Due to the Corona-related stress at work I was a bit swamped in the last six months. I had to skip a written up Q3 2020 portfolio update. The last review of our holdings was in Q2 2020.
I mentioned in my last quarterly update that I have decided to hold back some funds and not invest in any ETF’s for the time being. It seemed at the time that (and still does) that the stock markets especially the S&P 500 have been too bullish and nearing a bubble.
This becomes especially evident, when looking at the historical P/E Ratio for the S&P 500:
Do you see the Dot-Com bubble of 2000 and the Financial Crisis of 2009 on the chart? I don’t want to paint a gloomy picture, but this looks like it’s going to burst sooner or later.
3a Pillar Accounts
The 3a pillar investments are doing well overall, mainly due to the overly bullish markets.
I thought about adjusting the strategy to reduce my stock exposure, but I feel the portfolio is well diversified and should be left alone. Additionally the portfolio with VIAC rebalances monthly, which should prevent the portfolio of moving into a too stock heavy direction (portfolio drift).
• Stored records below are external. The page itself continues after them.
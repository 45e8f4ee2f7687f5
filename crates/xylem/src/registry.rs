//! Registry of available module types.

use crate::module::{Module, ModuleInfo};
use crate::properties::Properties;
use indexmap::IndexMap;
use serde::Serialize;
use std::sync::Arc;

/// Builds a module from a configuration snapshot.
pub type ModuleFactory = Arc<dyn Fn(Properties) -> Box<dyn Module> + Send + Sync>;

/// A registered module type: its id plus what a default instance declares.
#[derive(Debug, Clone, Serialize)]
pub struct ModuleDecl {
    /// Registry id, e.g. `source.text`.
    pub id: String,
    #[serde(flatten)]
    pub info: ModuleInfo,
}

/// Errors from looking up module types.
#[derive(Debug, thiserror::Error)]
pub enum RegistryError {
    #[error("unknown module type: {0}")]
    UnknownModule(String),
}

/// Catalogue of module types, in registration order.
#[derive(Clone, Default)]
pub struct ModuleRegistry {
    declarations: IndexMap<String, ModuleDecl>,
    factories: IndexMap<String, ModuleFactory>,
}

impl std::fmt::Debug for ModuleRegistry {
    fn fmt(&self, f: &mut std::fmt::Formatter<'_>) -> std::fmt::Result {
        f.debug_struct("ModuleRegistry")
            .field("modules", &self.declarations.keys().collect::<Vec<_>>())
            .finish()
    }
}

impl ModuleRegistry {
    /// Create an empty registry.
    pub fn new() -> Self {
        Self::default()
    }

    /// Register a module type. Re-registering an id replaces it.
    ///
    /// The factory is called once with an empty configuration to record
    /// the type's declaration.
    pub fn register<F>(&mut self, id: impl Into<String>, factory: F)
    where
        F: Fn(Properties) -> Box<dyn Module> + Send + Sync + 'static,
    {
        let id = id.into();
        let info = factory(Properties::new()).core().info();
        self.declarations.insert(
            id.clone(),
            ModuleDecl {
                id: id.clone(),
                info,
            },
        );
        self.factories.insert(id, Arc::new(factory));
    }

    /// Instantiate a module type with `config`.
    pub fn create(&self, id: &str, config: Properties) -> Result<Box<dyn Module>, RegistryError> {
        let factory = self
            .factories
            .get(id)
            .ok_or_else(|| RegistryError::UnknownModule(id.to_string()))?;
        Ok(factory(config))
    }

    pub fn get_decl(&self, id: &str) -> Option<&ModuleDecl> {
        self.declarations.get(id)
    }

    pub fn contains(&self, id: &str) -> bool {
        self.declarations.contains_key(id)
    }

    /// Iterate over all declarations.
    pub fn declarations(&self) -> impl Iterator<Item = &ModuleDecl> {
        self.declarations.values()
    }

    /// Registered ids, in registration order.
    pub fn ids(&self) -> impl Iterator<Item = &str> {
        self.declarations.keys().map(String::as_str)
    }

    /// Declarations grouped by category, categories in first-seen order.
    pub fn by_category(&self) -> IndexMap<&str, Vec<&ModuleDecl>> {
        let mut groups: IndexMap<&str, Vec<&ModuleDecl>> = IndexMap::new();
        for decl in self.declarations.values() {
            groups.entry(decl.info.category.as_str()).or_default().push(decl);
        }
        groups
    }

    /// Number of registered module types.
    pub fn len(&self) -> usize {
        self.declarations.len()
    }

    /// Check if registry is empty.
    pub fn is_empty(&self) -> bool {
        self.declarations.is_empty()
    }
}

#[cfg(test)]
mod tests {
    use super::*;
    use crate::module::{ModuleCore, ModuleError};
    use crate::pipe::PipeKind;
    use crate::port::{InputPort, OutputPort};
    use crate::properties::PropertiesExt;

    struct Echo {
        core: ModuleCore,
    }

    impl Module for Echo {
        fn core(&self) -> &ModuleCore {
            &self.core
        }
        fn core_mut(&mut self) -> &mut ModuleCore {
            &mut self.core
        }
        fn process(&mut self) -> Result<bool, ModuleError> {
            Ok(true)
        }
    }

    fn echo(category: &'static str) -> impl Fn(Properties) -> Box<dyn Module> + Send + Sync {
        move |config| -> Box<dyn Module> {
            Box::new(Echo {
                core: ModuleCore::new("Echo")
                    .with_category(category)
                    .property("prefix", ">", "Prefix for each line.")
                    .input(InputPort::new("input", "Text.").accept(PipeKind::Char))
                    .output(OutputPort::new("output", "Text.").accept(PipeKind::Char))
                    .configure(config),
            })
        }
    }

    fn make_test_registry() -> ModuleRegistry {
        let mut registry = ModuleRegistry::new();
        registry.register("text.echo", echo("Text"));
        registry.register("text.echo-loud", echo("Text"));
        registry.register("debug.echo", echo("Debug"));
        registry
    }

    #[test]
    fn test_create_with_config() {
        let registry = make_test_registry();
        let module = registry
            .create("text.echo", Properties::new().with("prefix", "#"))
            .unwrap();
        assert_eq!(module.name(), "Echo");
        assert_eq!(module.core().properties().value("prefix"), Some("#"));
    }

    #[test]
    fn test_unknown_module() {
        let registry = make_test_registry();
        assert!(matches!(
            registry.create("nonexistent", Properties::new()),
            Err(RegistryError::UnknownModule(id)) if id == "nonexistent"
        ));
    }

    #[test]
    fn test_get_decl() {
        let registry = make_test_registry();
        let decl = registry.get_decl("text.echo").unwrap();
        assert_eq!(decl.info.inputs[0].id, "input");
        assert!(decl.info.properties.iter().any(|p| p.key == "prefix"));
        assert!(registry.get_decl("nonexistent").is_none());
    }

    #[test]
    fn test_by_category_keeps_order() {
        let registry = make_test_registry();
        let groups = registry.by_category();
        let categories: Vec<_> = groups.keys().copied().collect();
        assert_eq!(categories, vec!["Text", "Debug"]);
        assert_eq!(groups["Text"].len(), 2);
        assert_eq!(registry.len(), 3);
    }
}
I’d like to stick with it and keep adding cash to it on a regular basis.
|Name||End of Q2 2020||End of Q4 2020||Change|
|3a accounts||79’237 CHF||94’212 CHF||+18.9%|
I maxed out the yearly allowed 3a pillar contribution, which was the main driver for the growth:
Contribution: +6’826 CHF
Portfolio growth: 1o.2%
We started the year with big lofty goals of adding up to 20’000 CHF to this account, since we are still in the “build-up” phase. But this optimistic goal was crossed by the realization, that owning a house comes with some (sometimes unforeseen) costs…
Due to a roof renovation, I was forced to remove some funds from the ETF holdings. It worked out ok – I sold the S&P 500 and MSCI World Index holdings to pay for the roof insulation.
I am still holding on to the 85 shares Oil ETF (IOGP) shares that I bought when oil prices dropped significantly in Q2 2020. I also added some iShares EuroStoxx Dividend UCITS (IDVY), for some additional dividend income.
|Ticker||Name||# of Units||End of Q2 2020||# of Units||End of Q4 2020||Change|
|SWDA||iShare Core MSCI World USD Acc||183||10’861$||0||0$||–|
|SPXS||S&P 500 Source ETF||7||3’903$||0||0$||–|
|IOGP||iShare Oil & Gas||85||806$||85||918$||13.9%|
|IDVY||iShares EuroStoxx Dividend||200||3542 EUR||–|
|Cash||2’407 EUR||7’512 EUR|
|TOTAL||16’268 EUR||11’809 EUR||-27%|
Since I had to remove some funds, the ETF portfolio shrunk as expected.
The changes from Q2 to Q4 2020 were mainly due to shifting money from our savings account to the ETF holdings.
|Name||End of Q2 2020||End of Q4 2020||Change from |
|3a accounts||79’237 CHF||94’212 CHF||+19%|
|ETF holdings||17’348 CHF||12’744 CHF||-27%|
|TOTAL||96’585 CHF||106’956 CHF||+11%|
How did you do in Q4 2020? Do you see a bubble forming?